WHAT IS NEEDED:
Return each line of the listing exactly as written.

SUPPLIED DATA:

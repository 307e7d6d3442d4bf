//! Peering operator entry point.
//!
//! Connects to the cluster (in-cluster service account when available,
//! local kubeconfig otherwise) and runs the PeeringServer controller.

use std::sync::Arc;
use std::time::Duration;

use peering_operator::{controller, Error, Result};
use tracing::info;
use tracing_subscriber::{fmt, prelude::*, EnvFilter};

#[tokio::main]
async fn main() -> Result<()> {
    // Initialize tracing; LOG_LEVEL carries the filter directives.
    let directives = std::env::var("LOG_LEVEL").unwrap_or_else(|_| "info".to_string());
    tracing_subscriber::registry()
        .with(fmt::layer().with_target(true))
        .with(EnvFilter::builder().parse_lossy(directives))
        .init();

    info!("Starting peering operator v{}", env!("CARGO_PKG_VERSION"));

    // Initialize Kubernetes client with a bounded per-request deadline.
    let mut config = kube::Config::infer()
        .await
        .map_err(|e| Error::ConfigError(format!("failed to load Kubernetes config: {e}")))?;
    config.connect_timeout = Some(Duration::from_secs(30));
    config.read_timeout = Some(Duration::from_secs(30));
    let client = kube::Client::try_from(config)?;

    info!("Connected to Kubernetes cluster");

    let namespace = std::env::var("WATCH_NAMESPACE").unwrap_or_else(|_| "default".to_string());
    let state = Arc::new(controller::ControllerState { client, namespace });

    controller::run_controller(state).await
}
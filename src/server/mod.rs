//! The managed peering server.
//!
//! One instance runs in every pod of a cohort: it serves `/health`, `/ping`,
//! and `/config`, pings the whole cohort on a timer, and hot-reloads its peer
//! list when the operator republishes the mounted ConfigMap.

pub mod config;
pub mod http;
pub mod pinger;
pub mod watcher;

use std::net::SocketAddr;
use std::sync::Arc;

use tokio::sync::{broadcast, watch};
use tracing::{error, info};

use crate::error::Result;

pub use config::Settings;

/// Run the server until a termination signal arrives.
pub async fn run(settings: Settings) -> Result<()> {
    let initial = config::load_or_default(&settings.config_path);
    let (config_tx, config_rx) = watch::channel(Arc::new(initial));
    let (shutdown_tx, _) = broadcast::channel(1);

    let state = Arc::new(http::ServerState {
        server_name: settings.server_name.clone(),
        config: config_rx.clone(),
    });

    let watcher_task = tokio::spawn(watcher::run(
        settings.config_path.clone(),
        config_tx,
        shutdown_tx.subscribe(),
    ));
    let pinger_task = tokio::spawn(pinger::run(
        settings.server_name.clone(),
        config_rx,
        shutdown_tx.subscribe(),
    ));

    let addr = SocketAddr::from(([0, 0, 0, 0], settings.port));
    let listener = tokio::net::TcpListener::bind(addr).await?;
    info!(%addr, server = %settings.server_name, "peering server listening");

    // Inflight requests drain; the listener stops accepting immediately.
    axum::serve(listener, http::router(state))
        .with_graceful_shutdown(shutdown_signal())
        .await?;

    let _ = shutdown_tx.send(());
    if let Err(err) = pinger_task.await {
        error!(error = %err, "ping task ended abnormally");
    }
    match watcher_task.await {
        Ok(Err(err)) => error!(error = %err, "configuration watcher failed"),
        Err(err) => error!(error = %err, "configuration watcher ended abnormally"),
        Ok(Ok(())) => {}
    }

    info!("peering server stopped");
    Ok(())
}

async fn shutdown_signal() {
    #[cfg(unix)]
    {
        use tokio::signal::unix::{signal, SignalKind};
        match signal(SignalKind::terminate()) {
            Ok(mut sigterm) => {
                tokio::select! {
                    _ = tokio::signal::ctrl_c() => {}
                    _ = sigterm.recv() => {}
                }
            }
            Err(err) => {
                error!(error = %err, "failed to install SIGTERM handler");
                let _ = tokio::signal::ctrl_c().await;
            }
        }
    }
    #[cfg(not(unix))]
    {
        let _ = tokio::signal::ctrl_c().await;
    }
    info!("shutdown signal received");
}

ANSWER SPACE:
repository 307e7d6d3442d4bf
//! Peering operator entry point.
//!
//! Connects to the cluster (in-cluster service account when available,
//! local kubeconfig otherwise) and runs the PeeringServer controller.

use std::sync::Arc;
use std::time::Duration;

use peering_operator::{controller, Error, Result};
use tracing::info;
use tracing_subscriber::{fmt, prelude::*, EnvFilter};

#[tokio::main]
async fn main() -> Result<()> {
    // Initialize tracing; LOG_LEVEL carries the filter directives.
    let directives = std::env::var("LOG_LEVEL").unwrap_or_else(|_| "info".to_string());
    tracing_subscriber::registry()
        .with(fmt::layer().with_target(true))
        .with(EnvFilter::builder().parse_lossy(directives))
        .init();

    info!("Starting peering operator v{}", env!("CARGO_PKG_VERSION"));

    // Initialize Kubernetes client with a bounded per-request deadline.
    let mut config = kube::Config::infer()
        .await
        .map_err(|e| Error::ConfigError(format!("failed to load Kubernetes config: {e}")))?;
    config.connect_timeout = Some(Duration::from_secs(30));
    config.read_timeout = Some(Duration::from_secs(30));
    let client = kube::Client::try_from(config)?;

    info!("Connected to Kubernetes cluster");

    let namespace = std::env::var("WATCH_NAMESPACE").unwrap_or_else(|_| "default".to_string());
    let state = Arc::new(controller::ControllerState { client, namespace });

    controller::run_controller(state).await
}
filename src/server/mod.rs
//! The managed peering server.
//!
//! One instance runs in every pod of a cohort: it serves `/health`, `/ping`,
//! and `/config`, pings the whole cohort on a timer, and hot-reloads its peer
//! list when the operator republishes the mounted ConfigMap.

pub mod config;
pub mod http;
pub mod pinger;
pub mod watcher;

use std::net::SocketAddr;
use std::sync::Arc;

use tokio::sync::{broadcast, watch};
use tracing::{error, info};

use crate::error::Result;

pub use config::Settings;

/// Run the server until a termination signal arrives.
pub async fn run(settings: Settings) -> Result<()> {
    let initial = config::load_or_default(&settings.config_path);
    let (config_tx, config_rx) = watch::channel(Arc::new(initial));
    let (shutdown_tx, _) = broadcast::channel(1);

    let state = Arc::new(http::ServerState {
        server_name: settings.server_name.clone(),
        config: config_rx.clone(),
    });

    let watcher_task = tokio::spawn(watcher::run(
        settings.config_path.clone(),
        config_tx,
        shutdown_tx.subscribe(),
    ));
    let pinger_task = tokio::spawn(pinger::run(
        settings.server_name.clone(),
        config_rx,
        shutdown_tx.subscribe(),
    ));

    let addr = SocketAddr::from(([0, 0, 0, 0], settings.port));
    let listener = tokio::net::TcpListener::bind(addr).await?;
    info!(%addr, server = %settings.server_name, "peering server listening");

    // Inflight requests drain; the listener stops accepting immediately.
    axum::serve(listener, http::router(state))
        .with_graceful_shutdown(shutdown_signal())
        .await?;

    let _ = shutdown_tx.send(());
    if let Err(err) = pinger_task.await {
        error!(error = %err, "ping task ended abnormally");
    }
    match watcher_task.await {
        Ok(Err(err)) => error!(error = %err, "configuration watcher failed"),
        Err(err) => error!(error = %err, "configuration watcher ended abnormally"),
        Ok(Ok(())) => {}
    }

    info!("peering server stopped");
    Ok(())
}

async fn shutdown_signal() {
    #[cfg(unix)]
    {
        use tokio::signal::unix::{signal, SignalKind};
        match signal(SignalKind::terminate()) {
            Ok(mut sigterm) => {
                tokio::select! {
                    _ = tokio::signal::ctrl_c() => {}
                    _ = sigterm.recv() => {}
                }
            }
            Err(err) => {
                error!(error = %err, "failed to install SIGTERM handler");
                let _ = tokio::signal::ctrl_c().await;
            }
        }
    }
    #[cfg(not(unix))]
    {
        let _ = tokio::signal::ctrl_c().await;
    }
    info!("shutdown signal received");
}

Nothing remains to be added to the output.